On pourrait se dire que de toute façon, il y a toujours
eu des luttes, et que c’est le plus adapté qui survit. Mais cette
civilisation occidentale, cette culture qui est la nôtre, nous a amenés
aujourd’hui au bord du gouffre.
Notre système économique et
financier, consumériste, avec cette coupure entre nature et culture,
humain et non-humain, avec cette autosuffisance et auto-arrogance de
l’humain qui se pose comme maître, dominateur de la nature, nous a
amenés à la frontière du suicide.
Ce n’est pas un discours millénariste ou apocalyptique,
ce sont des données scientifiques, des notions d’écologie qui sont
aujourd’hui très largement reconnues par les meilleurs spécialistes.
Donc, à terme, notre mode de vie et notre modèle économique, tout
simplement, ne sont pas vivables.
Dans ce sens, nous sommes
effectivement dans une culture, une civilisation et une économie
léthales, c’est-à-dire de mort. Le ciel est blessé : la couche d’ozone
- la terre est blessée, les eaux sont blessées ! Nous sommes dans une
situation en laquelle le décalage entre les riches et les pauvres ne
cesse d’augmenter, alors qu’on prétend se développer et accroître les
richesses, mais cela n’est vrai qu’en calculant d’une certaine façon.

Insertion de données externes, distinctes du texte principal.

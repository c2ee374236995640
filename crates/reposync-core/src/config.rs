//! Run configuration, loaded once at startup.
//!
//! The on-disk format is JSON:
//!
//! ```json
//! {
//!   "organization": "stevedores-org",
//!   "repositories": ["billing", "gateway"],
//!   "local_paths": { "gateway": "../gateway" },
//!   "scan_dirs": ["services", "mcp", "agents"],
//!   "max_parallel": 4,
//!   "timeout_secs": 120
//! }
//! ```
//!
//! Every key is optional. Relative paths resolve against the project root.

use std::collections::{BTreeMap, HashSet};
use std::path::{Path, PathBuf};
use std::time::Duration;

use serde::Deserialize;
use tracing::debug;

use crate::error::{ConfigError, ConfigResult};

/// Config file looked up under the project root when none is given.
pub const DEFAULT_CONFIG_PATH: &str = "config/reposync.json";

pub const DEFAULT_SCAN_DIRS: [&str; 3] = ["services", "mcp", "agents"];
pub const DEFAULT_MAX_PARALLEL: usize = 4;
pub const DEFAULT_TIMEOUT_SECS: u64 = 120;
pub const DEFAULT_COMMIT_MESSAGE: &str =
    "chore: automatic update of local files\n\nCommitted by reposync";

/// Raw file shape.
#[derive(Debug, Default, Deserialize)]
#[serde(deny_unknown_fields)]
struct ConfigFile {
    organization: Option<String>,
    repositories: Option<Vec<String>>,
    #[serde(default)]
    local_paths: BTreeMap<String, PathBuf>,
    scan_dirs: Option<Vec<PathBuf>>,
    max_parallel: Option<usize>,
    timeout_secs: Option<u64>,
    commit_message: Option<String>,
}

/// A repository listed in configuration.
#[derive(Debug, Clone, PartialEq, Eq)]
pub struct ConfiguredRepository {
    pub name: String,
    /// Explicit absolute path. `None` means "look in the usual places".
    pub path: Option<PathBuf>,
}

/// Immutable settings for one process.
#[derive(Debug, Clone)]
pub struct SyncConfig {
    /// Absolute project root.
    pub project_root: PathBuf,
    pub organization: Option<String>,
    /// `None` when no configuration lists repositories; discovery then scans.
    pub repositories: Option<Vec<ConfiguredRepository>>,
    /// Absolute base directories scanned one level deep.
    pub scan_dirs: Vec<PathBuf>,
    /// Upper bound on repositories processed at once.
    pub max_parallel: usize,
    /// Per git command.
    pub command_timeout: Duration,
    pub commit_message: String,
}

impl SyncConfig {
    /// Defaults for `project_root`, no configured repositories.
    pub fn new(project_root: impl Into<PathBuf>) -> Self {
        let project_root = project_root.into();
        let scan_dirs = DEFAULT_SCAN_DIRS
            .iter()
            .map(|d| project_root.join(d))
            .collect();
        Self {
            project_root,
            organization: None,
            repositories: None,
            scan_dirs,
            max_parallel: DEFAULT_MAX_PARALLEL,
            command_timeout: Duration::from_secs(DEFAULT_TIMEOUT_SECS),
            commit_message: DEFAULT_COMMIT_MESSAGE.to_string(),
        }
    }

    /// Load configuration for `project_root`.
    ///
    /// An explicit `config_path` must exist. Without one, the default location
    /// is used when present and defaults apply otherwise.
    pub fn load(project_root: &Path, config_path: Option<&Path>) -> ConfigResult<Self> {
        if !project_root.is_dir() {
            return Err(ConfigError::Invalid(format!(
                "project root is not a directory: {}",
                project_root.display()
            )));
        }
        let project_root = std::fs::canonicalize(project_root).map_err(|source| {
            ConfigError::Read {
                path: project_root.to_path_buf(),
                source,
            }
        })?;

        let path = match config_path {
            Some(p) => resolve(&project_root, p),
            None => {
                let default = project_root.join(DEFAULT_CONFIG_PATH);
                if !default.is_file() {
                    debug!(path = %default.display(), "no config file, using defaults");
                    return Ok(Self::new(project_root));
                }
                default
            }
        };

        let raw = std::fs::read_to_string(&path).map_err(|source| ConfigError::Read {
            path: path.clone(),
            source,
        })?;
        debug!(path = %path.display(), "loaded config");
        Self::from_json_str(project_root, &raw)
    }

    /// Parse and validate a JSON document against `project_root`.
    pub fn from_json_str(project_root: impl Into<PathBuf>, raw: &str) -> ConfigResult<Self> {
        let file: ConfigFile = serde_json::from_str(raw)?;
        Self::from_file(project_root.into(), file)
    }

    fn from_file(project_root: PathBuf, file: ConfigFile) -> ConfigResult<Self> {
        let mut config = Self::new(project_root);

        if let Some(max_parallel) = file.max_parallel {
            if max_parallel == 0 {
                return Err(ConfigError::Invalid(
                    "max_parallel must be at least 1".to_string(),
                ));
            }
            config.max_parallel = max_parallel;
        }
        if let Some(secs) = file.timeout_secs {
            if secs == 0 {
                return Err(ConfigError::Invalid(
                    "timeout_secs must be at least 1".to_string(),
                ));
            }
            config.command_timeout = Duration::from_secs(secs);
        }
        if let Some(message) = file.commit_message {
            if message.trim().is_empty() {
                return Err(ConfigError::Invalid(
                    "commit_message must not be empty".to_string(),
                ));
            }
            config.commit_message = message;
        }
        if let Some(dirs) = file.scan_dirs {
            config.scan_dirs = dirs
                .iter()
                .map(|d| resolve(&config.project_root, d))
                .collect();
        }
        config.organization = file.organization;

        let mut local_paths = file.local_paths;
        if let Some(names) = file.repositories {
            let mut seen = HashSet::new();
            let mut repositories = Vec::with_capacity(names.len());
            for name in names {
                let name = name.trim().to_string();
                if name.is_empty() {
                    return Err(ConfigError::Invalid(
                        "repository names must not be empty".to_string(),
                    ));
                }
                if !seen.insert(name.clone()) {
                    return Err(ConfigError::Invalid(format!(
                        "repository '{name}' is listed twice"
                    )));
                }
                let path = local_paths
                    .remove(&name)
                    .map(|p| resolve(&config.project_root, &p));
                repositories.push(ConfiguredRepository { name, path });
            }
            config.repositories = Some(repositories);
        }
        if let Some(orphan) = local_paths.keys().next() {
            return Err(ConfigError::Invalid(format!(
                "local_paths names '{orphan}', which is not listed in repositories"
            )));
        }

        Ok(config)
    }
}

fn resolve(root: &Path, path: &Path) -> PathBuf {
    if path.is_absolute() {
        path.to_path_buf()
    } else {
        root.join(path)
    }
}

#[cfg(test)]
mod tests {
    use super::*;

    #[test]
    fn test_defaults_scan_standard_dirs() {
        let config = SyncConfig::new("/work");
        assert!(config.repositories.is_none());
        assert_eq!(
            config.scan_dirs,
            vec![
                PathBuf::from("/work/services"),
                PathBuf::from("/work/mcp"),
                PathBuf::from("/work/agents"),
            ]
        );
        assert_eq!(config.max_parallel, DEFAULT_MAX_PARALLEL);
    }

    #[test]
    fn test_parses_repositories_and_resolves_local_paths() {
        let config = SyncConfig::from_json_str(
            "/work",
            r#"{
                "organization": "stevedores-org",
                "repositories": ["billing", "gateway"],
                "local_paths": { "gateway": "../gateway", "billing": "/abs/billing" },
                "max_parallel": 2,
                "timeout_secs": 15
            }"#,
        )
        .unwrap();
        let repos = config.repositories.unwrap();
        assert_eq!(repos.len(), 2);
        assert_eq!(repos[0].path, Some(PathBuf::from("/abs/billing")));
        assert_eq!(repos[1].path, Some(PathBuf::from("/work/../gateway")));
        assert_eq!(config.organization.as_deref(), Some("stevedores-org"));
        assert_eq!(config.max_parallel, 2);
        assert_eq!(config.command_timeout, Duration::from_secs(15));
    }

    #[test]
    fn test_unknown_key_is_rejected() {
        let err = SyncConfig::from_json_str("/work", r#"{ "repos": [] }"#).unwrap_err();
        assert!(matches!(err, ConfigError::Parse(_)));
    }

    #[test]
    fn test_invalid_values_are_rejected() {
        for raw in [
            r#"{ "max_parallel": 0 }"#,
            r#"{ "timeout_secs": 0 }"#,
            r#"{ "repositories": ["a", "a"] }"#,
            r#"{ "repositories": [" "] }"#,
            r#"{ "repositories": ["a"], "local_paths": { "b": "/b" } }"#,
        ] {
            let err = SyncConfig::from_json_str("/work", raw).unwrap_err();
            assert!(matches!(err, ConfigError::Invalid(_)), "accepted {raw}");
        }
    }

    #[test]
    fn test_load_without_file_uses_defaults() {
        let dir = tempfile::tempdir().unwrap();
        let config = SyncConfig::load(dir.path(), None).unwrap();
        assert!(config.repositories.is_none());
        assert!(config.project_root.is_absolute());
    }

    #[test]
    fn test_load_reads_default_location() {
        let dir = tempfile::tempdir().unwrap();
        std::fs::create_dir_all(dir.path().join("config")).unwrap();
        std::fs::write(
            dir.path().join(DEFAULT_CONFIG_PATH),
            r#"{ "repositories": ["svc-a"] }"#,
        )
        .unwrap();
        let config = SyncConfig::load(dir.path(), None).unwrap();
        assert_eq!(config.repositories.unwrap()[0].name, "svc-a");
    }

    #[test]
    fn test_load_missing_explicit_file_fails() {
        let dir = tempfile::tempdir().unwrap();
        let err = SyncConfig::load(dir.path(), Some(Path::new("nope.json"))).unwrap_err();
        assert!(matches!(err, ConfigError::Read { .. }));
    }

    #[test]
    fn test_load_malformed_file_fails() {
        let dir = tempfile::tempdir().unwrap();
        let path = dir.path().join("bad.json");
        std::fs::write(&path, "{ not json").unwrap();
        let err = SyncConfig::load(dir.path(), Some(&path)).unwrap_err();
        assert!(matches!(err, ConfigError::Parse(_)));
    }
}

Développer une nouvelle forme de relation à la nature
Si l’on considère bien tout cela, on débouche sur une remise en
question de ce mode de fonctionnement et des valeurs qui le fondent,
une remise en question de notre relation à l’environnement, de notre
relation à la nature. Nous ne sommes pas les maîtres de la nature, nous
sommes un élément de la nature. Ce n’est pas la nature qui nous
appartient, c’est nous qui lui appartenons.
En adoptant la perspective scientifique, entre le big
bang et aujourd’hui, il apparaît clairement que nous, primates et
humains, nous ne sommes arrivés qu’aux derniers instants du monde. De
ce point de vue, nous sommes un épiphénomène tardif et un élément
contingent de la biomasse globale ; mais en même temps, et avec des
motivations purement égotiques, nous avons développé cette puissance
qui nous donne la possibilité de perturber l’équilibre naturel, de
changer même les structures de la vie avec des manipulations génétiques.
Comme beaucoup de personnes le disent aujourd’hui,
notre survie dépend finalement de notre capacité à développer une
nouvelle forme de relation à la nature, de retrouver une relation
affective, sensorielle, vivante, avec la nature. Il s’agit là d’un mode
de vie où le couplage habitant/habitacle est harmonieux. L’harmonie et
l’équilibre entre l’humain et la biosphère sont des conditions tout à
fait fondamentales dans la vision d’une société saine et d’une société
d’éveil. Là est la base d’une culture viable, d’une culture de vie et
aussi de survie.
Lama Denys Teundroup
Source : Revue Dharma, “Écologie et spiritualité”, no 49, Institut Karma Ling, octobre 2004.